Information:

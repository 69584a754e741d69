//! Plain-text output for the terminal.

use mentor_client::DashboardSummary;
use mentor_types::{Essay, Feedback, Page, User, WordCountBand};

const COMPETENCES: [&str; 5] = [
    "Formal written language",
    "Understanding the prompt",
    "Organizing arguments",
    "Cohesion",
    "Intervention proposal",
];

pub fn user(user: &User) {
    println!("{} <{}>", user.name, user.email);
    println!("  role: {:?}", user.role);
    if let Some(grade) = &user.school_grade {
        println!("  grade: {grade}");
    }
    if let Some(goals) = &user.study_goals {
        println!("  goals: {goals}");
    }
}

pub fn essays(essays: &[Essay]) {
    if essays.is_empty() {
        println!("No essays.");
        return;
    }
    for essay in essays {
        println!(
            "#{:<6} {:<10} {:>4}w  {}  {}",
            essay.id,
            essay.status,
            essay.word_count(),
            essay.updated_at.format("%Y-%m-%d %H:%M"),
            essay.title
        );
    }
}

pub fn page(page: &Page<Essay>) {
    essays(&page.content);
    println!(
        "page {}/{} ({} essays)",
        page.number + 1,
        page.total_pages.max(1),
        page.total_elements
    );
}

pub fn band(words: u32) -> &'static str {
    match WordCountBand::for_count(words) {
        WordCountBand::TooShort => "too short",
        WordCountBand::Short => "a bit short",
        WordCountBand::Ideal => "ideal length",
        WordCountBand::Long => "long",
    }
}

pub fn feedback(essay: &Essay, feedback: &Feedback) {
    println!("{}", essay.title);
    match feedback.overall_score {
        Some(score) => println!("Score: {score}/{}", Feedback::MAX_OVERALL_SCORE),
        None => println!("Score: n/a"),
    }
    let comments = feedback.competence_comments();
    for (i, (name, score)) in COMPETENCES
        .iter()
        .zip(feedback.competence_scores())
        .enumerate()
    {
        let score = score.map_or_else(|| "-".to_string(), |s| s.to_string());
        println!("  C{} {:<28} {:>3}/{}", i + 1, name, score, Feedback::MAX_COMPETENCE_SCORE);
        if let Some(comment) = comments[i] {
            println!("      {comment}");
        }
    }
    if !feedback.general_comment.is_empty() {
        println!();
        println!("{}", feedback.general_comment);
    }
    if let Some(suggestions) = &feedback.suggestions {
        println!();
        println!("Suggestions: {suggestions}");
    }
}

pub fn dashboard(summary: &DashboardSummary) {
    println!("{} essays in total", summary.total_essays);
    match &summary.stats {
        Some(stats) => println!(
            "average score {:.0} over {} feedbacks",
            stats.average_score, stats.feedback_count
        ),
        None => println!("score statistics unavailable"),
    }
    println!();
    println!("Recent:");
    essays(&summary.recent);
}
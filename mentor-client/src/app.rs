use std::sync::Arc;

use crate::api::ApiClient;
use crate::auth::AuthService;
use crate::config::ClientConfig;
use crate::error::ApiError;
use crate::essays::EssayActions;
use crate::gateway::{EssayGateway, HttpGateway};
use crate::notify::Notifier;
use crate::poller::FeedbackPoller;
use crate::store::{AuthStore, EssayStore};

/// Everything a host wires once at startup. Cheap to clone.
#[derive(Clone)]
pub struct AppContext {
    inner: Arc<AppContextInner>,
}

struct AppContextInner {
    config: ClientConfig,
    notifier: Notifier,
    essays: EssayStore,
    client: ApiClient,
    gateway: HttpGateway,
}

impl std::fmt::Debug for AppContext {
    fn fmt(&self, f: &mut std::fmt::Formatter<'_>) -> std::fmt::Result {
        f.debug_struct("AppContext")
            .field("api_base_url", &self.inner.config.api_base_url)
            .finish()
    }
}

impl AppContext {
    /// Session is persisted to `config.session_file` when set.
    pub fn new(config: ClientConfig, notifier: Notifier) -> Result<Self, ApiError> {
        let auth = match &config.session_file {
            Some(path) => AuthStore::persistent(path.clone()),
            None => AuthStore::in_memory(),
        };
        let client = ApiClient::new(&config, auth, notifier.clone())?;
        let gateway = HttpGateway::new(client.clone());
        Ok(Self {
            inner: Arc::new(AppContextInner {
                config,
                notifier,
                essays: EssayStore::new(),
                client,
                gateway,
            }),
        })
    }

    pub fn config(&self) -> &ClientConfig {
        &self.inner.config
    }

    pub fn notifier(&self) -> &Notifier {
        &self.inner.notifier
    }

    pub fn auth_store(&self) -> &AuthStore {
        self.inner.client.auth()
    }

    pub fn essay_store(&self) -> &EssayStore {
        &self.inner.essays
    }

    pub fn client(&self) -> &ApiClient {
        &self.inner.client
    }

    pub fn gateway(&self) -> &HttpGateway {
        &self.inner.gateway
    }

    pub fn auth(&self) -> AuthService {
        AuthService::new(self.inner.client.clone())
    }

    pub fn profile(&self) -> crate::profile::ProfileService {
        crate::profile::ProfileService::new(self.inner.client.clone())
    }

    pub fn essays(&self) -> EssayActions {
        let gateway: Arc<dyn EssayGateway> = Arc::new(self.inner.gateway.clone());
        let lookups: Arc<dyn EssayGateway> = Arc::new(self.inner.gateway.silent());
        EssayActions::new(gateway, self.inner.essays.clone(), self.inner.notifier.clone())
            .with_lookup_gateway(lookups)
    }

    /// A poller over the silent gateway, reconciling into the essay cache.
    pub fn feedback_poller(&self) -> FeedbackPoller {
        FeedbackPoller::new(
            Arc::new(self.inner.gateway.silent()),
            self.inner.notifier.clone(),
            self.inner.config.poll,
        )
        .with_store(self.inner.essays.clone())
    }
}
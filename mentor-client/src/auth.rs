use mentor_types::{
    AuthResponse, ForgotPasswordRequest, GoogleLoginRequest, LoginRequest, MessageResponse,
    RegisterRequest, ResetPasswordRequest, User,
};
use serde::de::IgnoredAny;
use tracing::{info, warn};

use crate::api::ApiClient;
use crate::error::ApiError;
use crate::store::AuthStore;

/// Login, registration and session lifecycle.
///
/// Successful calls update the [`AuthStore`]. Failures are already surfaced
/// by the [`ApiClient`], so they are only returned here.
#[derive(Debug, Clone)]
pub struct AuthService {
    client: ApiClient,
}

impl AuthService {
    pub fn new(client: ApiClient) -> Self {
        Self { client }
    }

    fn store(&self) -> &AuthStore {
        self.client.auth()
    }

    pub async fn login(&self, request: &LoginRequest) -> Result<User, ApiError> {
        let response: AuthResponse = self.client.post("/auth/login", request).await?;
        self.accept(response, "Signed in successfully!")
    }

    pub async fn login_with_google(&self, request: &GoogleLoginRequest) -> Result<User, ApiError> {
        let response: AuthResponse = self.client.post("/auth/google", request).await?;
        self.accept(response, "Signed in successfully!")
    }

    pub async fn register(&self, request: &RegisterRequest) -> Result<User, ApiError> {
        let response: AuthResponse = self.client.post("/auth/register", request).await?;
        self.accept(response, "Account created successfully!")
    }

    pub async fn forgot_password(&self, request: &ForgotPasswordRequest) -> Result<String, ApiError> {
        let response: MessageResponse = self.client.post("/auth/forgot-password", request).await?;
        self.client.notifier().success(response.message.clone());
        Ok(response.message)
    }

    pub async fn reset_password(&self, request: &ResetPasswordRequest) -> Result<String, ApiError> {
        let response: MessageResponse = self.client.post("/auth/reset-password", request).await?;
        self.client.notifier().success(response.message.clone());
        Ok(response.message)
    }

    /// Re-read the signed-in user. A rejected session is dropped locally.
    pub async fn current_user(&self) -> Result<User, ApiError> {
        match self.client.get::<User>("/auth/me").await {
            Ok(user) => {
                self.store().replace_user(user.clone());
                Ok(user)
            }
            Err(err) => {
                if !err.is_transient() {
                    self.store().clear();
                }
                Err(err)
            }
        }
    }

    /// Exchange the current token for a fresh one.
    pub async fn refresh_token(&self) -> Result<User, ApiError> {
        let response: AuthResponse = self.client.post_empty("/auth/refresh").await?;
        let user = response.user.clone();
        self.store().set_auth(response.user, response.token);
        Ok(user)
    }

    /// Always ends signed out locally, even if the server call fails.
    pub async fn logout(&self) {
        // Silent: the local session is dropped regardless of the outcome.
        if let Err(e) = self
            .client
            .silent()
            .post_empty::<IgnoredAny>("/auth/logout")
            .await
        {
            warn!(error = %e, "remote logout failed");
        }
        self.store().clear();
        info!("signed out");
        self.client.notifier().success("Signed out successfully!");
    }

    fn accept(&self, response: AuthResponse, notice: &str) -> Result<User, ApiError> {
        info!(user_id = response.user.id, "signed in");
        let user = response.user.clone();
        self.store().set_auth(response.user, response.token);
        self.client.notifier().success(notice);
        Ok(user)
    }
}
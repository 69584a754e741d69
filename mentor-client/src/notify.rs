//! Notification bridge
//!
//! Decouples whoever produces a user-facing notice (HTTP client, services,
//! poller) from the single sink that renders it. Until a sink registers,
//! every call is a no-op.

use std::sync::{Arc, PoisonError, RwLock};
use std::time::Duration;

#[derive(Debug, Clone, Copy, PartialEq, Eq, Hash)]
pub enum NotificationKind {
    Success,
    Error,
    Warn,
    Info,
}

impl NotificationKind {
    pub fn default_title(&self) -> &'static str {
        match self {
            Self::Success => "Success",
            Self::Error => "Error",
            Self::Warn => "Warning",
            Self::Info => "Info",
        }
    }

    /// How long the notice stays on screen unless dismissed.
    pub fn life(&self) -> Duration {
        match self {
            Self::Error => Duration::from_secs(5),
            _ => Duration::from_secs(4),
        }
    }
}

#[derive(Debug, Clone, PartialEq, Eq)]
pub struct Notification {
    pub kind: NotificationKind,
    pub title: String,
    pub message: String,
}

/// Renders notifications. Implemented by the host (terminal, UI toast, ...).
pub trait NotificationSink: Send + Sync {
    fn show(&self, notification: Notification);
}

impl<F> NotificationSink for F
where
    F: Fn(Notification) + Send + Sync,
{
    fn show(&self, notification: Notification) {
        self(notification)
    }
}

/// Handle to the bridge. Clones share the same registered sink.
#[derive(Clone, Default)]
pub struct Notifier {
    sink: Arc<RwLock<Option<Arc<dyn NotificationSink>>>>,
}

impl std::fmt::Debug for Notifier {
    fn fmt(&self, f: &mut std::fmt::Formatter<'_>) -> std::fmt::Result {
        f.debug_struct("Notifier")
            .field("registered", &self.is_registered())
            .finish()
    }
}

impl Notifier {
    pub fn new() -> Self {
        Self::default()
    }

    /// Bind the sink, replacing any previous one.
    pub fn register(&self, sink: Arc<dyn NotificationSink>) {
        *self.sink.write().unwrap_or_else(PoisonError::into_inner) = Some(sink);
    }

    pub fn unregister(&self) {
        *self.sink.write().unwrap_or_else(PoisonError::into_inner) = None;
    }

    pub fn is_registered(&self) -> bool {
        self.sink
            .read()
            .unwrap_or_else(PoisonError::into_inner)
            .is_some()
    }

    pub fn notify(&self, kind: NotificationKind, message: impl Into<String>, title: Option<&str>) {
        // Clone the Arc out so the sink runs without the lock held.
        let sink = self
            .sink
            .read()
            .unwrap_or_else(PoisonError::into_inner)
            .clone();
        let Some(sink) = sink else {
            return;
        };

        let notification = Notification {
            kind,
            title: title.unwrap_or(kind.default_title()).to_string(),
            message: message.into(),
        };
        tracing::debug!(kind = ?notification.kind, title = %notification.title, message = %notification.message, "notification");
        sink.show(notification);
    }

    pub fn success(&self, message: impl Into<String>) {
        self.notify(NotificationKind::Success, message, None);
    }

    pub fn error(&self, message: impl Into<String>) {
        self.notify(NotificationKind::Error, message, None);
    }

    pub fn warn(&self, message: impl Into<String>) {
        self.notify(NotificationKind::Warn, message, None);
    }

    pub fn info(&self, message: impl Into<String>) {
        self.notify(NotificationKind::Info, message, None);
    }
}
* * *
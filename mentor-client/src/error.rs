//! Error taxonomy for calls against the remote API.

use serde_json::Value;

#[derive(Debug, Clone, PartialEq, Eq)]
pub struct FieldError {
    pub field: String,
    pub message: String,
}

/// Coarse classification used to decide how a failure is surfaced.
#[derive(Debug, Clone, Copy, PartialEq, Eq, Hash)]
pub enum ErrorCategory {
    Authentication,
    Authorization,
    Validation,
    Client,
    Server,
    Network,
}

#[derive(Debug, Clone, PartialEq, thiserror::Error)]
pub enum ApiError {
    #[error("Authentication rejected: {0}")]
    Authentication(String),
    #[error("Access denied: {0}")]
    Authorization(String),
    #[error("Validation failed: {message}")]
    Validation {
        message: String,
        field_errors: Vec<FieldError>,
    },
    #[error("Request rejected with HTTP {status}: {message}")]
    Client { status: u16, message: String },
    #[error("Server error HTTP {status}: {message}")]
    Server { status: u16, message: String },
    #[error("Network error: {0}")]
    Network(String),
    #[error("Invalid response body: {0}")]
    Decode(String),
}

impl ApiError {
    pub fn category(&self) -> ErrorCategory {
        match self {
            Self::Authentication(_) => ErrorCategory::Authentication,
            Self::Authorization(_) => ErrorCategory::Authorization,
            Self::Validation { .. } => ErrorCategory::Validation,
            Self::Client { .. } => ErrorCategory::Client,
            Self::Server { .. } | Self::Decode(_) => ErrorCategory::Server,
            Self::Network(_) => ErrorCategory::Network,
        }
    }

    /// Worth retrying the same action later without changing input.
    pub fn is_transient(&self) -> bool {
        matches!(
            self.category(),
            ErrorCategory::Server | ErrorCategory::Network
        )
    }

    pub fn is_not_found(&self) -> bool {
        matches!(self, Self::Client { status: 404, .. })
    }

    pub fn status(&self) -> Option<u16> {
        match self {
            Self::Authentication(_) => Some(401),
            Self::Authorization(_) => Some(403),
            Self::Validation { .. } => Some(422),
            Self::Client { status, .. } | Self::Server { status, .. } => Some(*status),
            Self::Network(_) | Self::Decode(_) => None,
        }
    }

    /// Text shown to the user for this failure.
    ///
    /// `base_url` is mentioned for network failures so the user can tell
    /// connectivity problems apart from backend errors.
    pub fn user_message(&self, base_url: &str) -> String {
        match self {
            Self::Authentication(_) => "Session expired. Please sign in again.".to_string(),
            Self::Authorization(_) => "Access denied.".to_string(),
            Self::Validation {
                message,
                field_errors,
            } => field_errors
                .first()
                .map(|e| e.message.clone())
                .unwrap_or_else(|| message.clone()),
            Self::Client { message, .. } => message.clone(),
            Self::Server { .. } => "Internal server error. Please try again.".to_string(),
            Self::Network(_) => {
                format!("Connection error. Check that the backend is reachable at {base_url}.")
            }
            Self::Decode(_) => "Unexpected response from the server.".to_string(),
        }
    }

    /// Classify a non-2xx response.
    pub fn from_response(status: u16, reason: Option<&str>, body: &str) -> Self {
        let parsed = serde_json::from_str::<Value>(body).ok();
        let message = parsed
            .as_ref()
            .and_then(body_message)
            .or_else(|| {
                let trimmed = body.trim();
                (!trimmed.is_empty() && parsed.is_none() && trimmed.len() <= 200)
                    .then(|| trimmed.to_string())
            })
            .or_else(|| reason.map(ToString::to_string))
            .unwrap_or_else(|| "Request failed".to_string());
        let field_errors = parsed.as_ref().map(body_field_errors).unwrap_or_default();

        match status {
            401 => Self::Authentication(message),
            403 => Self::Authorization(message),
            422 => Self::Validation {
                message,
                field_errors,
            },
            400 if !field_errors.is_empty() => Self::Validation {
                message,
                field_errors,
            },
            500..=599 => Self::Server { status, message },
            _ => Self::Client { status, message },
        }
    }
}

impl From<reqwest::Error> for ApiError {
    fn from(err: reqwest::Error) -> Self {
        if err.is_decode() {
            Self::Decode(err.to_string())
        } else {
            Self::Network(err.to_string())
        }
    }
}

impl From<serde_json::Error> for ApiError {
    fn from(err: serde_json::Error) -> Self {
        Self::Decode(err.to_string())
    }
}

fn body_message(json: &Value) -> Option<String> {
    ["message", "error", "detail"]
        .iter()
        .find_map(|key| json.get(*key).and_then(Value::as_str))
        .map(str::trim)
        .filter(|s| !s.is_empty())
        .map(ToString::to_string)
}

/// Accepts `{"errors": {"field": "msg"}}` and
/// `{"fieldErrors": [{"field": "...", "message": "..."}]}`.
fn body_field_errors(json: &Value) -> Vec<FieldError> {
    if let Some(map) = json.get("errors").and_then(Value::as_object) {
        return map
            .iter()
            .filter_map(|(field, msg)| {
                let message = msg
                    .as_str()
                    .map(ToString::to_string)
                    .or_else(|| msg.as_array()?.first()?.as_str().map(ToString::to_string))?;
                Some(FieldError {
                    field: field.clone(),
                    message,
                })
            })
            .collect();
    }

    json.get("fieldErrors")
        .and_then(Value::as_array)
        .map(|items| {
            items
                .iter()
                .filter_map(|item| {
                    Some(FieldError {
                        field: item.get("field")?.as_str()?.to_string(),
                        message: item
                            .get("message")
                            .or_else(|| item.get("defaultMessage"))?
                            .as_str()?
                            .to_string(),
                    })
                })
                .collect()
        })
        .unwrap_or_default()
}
==
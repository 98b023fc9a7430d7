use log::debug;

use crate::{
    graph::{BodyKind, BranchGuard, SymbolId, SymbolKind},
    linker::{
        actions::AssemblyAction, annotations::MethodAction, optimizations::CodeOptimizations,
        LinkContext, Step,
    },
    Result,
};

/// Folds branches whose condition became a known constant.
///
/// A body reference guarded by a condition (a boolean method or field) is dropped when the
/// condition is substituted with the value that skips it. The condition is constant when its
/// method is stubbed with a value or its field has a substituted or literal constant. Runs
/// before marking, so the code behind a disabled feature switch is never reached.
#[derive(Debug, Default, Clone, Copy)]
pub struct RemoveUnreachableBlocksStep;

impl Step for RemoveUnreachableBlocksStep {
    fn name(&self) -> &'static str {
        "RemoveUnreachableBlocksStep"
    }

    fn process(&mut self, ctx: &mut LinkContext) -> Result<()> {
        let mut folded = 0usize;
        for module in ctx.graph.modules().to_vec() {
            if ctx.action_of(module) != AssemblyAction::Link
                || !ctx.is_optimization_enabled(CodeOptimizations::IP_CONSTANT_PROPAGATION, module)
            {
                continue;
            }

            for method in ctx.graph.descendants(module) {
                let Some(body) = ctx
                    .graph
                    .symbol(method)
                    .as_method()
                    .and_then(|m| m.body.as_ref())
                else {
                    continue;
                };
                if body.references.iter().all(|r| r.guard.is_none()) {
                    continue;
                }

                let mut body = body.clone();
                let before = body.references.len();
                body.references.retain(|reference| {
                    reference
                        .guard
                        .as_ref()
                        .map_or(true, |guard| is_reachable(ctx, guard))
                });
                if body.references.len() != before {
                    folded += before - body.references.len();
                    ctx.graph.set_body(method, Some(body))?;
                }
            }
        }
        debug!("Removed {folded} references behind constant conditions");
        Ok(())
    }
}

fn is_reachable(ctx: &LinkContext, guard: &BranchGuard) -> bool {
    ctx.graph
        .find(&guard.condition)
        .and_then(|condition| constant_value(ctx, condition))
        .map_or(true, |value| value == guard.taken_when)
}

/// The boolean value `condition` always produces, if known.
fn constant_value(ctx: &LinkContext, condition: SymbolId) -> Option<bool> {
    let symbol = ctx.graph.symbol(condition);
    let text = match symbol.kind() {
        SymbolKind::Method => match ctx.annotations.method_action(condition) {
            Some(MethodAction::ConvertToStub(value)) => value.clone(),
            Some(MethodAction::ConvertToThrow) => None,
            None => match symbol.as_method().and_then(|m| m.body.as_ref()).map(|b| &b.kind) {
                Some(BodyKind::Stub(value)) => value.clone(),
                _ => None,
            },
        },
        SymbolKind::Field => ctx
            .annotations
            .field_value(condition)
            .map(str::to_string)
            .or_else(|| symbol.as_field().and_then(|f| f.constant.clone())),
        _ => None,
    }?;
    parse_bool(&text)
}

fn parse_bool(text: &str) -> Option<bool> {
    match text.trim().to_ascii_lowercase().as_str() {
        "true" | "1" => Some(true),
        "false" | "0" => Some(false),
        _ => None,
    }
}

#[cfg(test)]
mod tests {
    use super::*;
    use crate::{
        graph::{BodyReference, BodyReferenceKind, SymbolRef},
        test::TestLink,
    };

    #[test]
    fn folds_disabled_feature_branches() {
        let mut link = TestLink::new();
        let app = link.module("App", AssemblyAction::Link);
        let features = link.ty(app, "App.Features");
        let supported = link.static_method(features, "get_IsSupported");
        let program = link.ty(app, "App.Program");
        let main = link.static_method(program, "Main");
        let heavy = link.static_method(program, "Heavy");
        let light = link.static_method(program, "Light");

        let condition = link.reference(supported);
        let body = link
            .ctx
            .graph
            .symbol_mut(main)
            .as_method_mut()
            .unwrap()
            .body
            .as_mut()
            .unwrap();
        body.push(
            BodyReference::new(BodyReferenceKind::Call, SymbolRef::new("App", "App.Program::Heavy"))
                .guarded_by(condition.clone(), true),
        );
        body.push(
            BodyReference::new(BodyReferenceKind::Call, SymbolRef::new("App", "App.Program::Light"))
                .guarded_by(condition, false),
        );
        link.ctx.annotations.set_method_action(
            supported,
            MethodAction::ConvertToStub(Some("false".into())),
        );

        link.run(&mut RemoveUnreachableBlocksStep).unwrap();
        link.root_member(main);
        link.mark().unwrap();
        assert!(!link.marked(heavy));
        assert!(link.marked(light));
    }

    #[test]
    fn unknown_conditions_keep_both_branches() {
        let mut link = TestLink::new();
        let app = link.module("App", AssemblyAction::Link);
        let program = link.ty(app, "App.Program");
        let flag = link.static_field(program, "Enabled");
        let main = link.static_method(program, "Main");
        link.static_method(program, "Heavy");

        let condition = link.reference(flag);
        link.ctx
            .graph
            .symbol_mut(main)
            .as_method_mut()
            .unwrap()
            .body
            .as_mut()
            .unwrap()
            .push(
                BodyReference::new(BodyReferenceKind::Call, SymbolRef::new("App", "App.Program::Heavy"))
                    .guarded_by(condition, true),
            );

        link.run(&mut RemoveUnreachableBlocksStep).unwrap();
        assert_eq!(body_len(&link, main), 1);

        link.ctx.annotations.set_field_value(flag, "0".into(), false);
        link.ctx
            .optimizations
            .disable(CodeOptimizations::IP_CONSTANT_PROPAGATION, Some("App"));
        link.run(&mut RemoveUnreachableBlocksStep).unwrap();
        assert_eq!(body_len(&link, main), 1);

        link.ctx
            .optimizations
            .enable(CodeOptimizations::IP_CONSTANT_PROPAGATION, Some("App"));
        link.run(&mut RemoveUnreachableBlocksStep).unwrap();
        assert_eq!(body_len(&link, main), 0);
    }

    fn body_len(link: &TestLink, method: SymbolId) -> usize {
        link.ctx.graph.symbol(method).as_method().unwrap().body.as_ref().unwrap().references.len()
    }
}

About this task:
Where a line in the material above holds "COMPETENCES", copy that line.

Answer box:
const COMPETENCES: [&str; 5] = [
    for (i, (name, score)) in COMPETENCES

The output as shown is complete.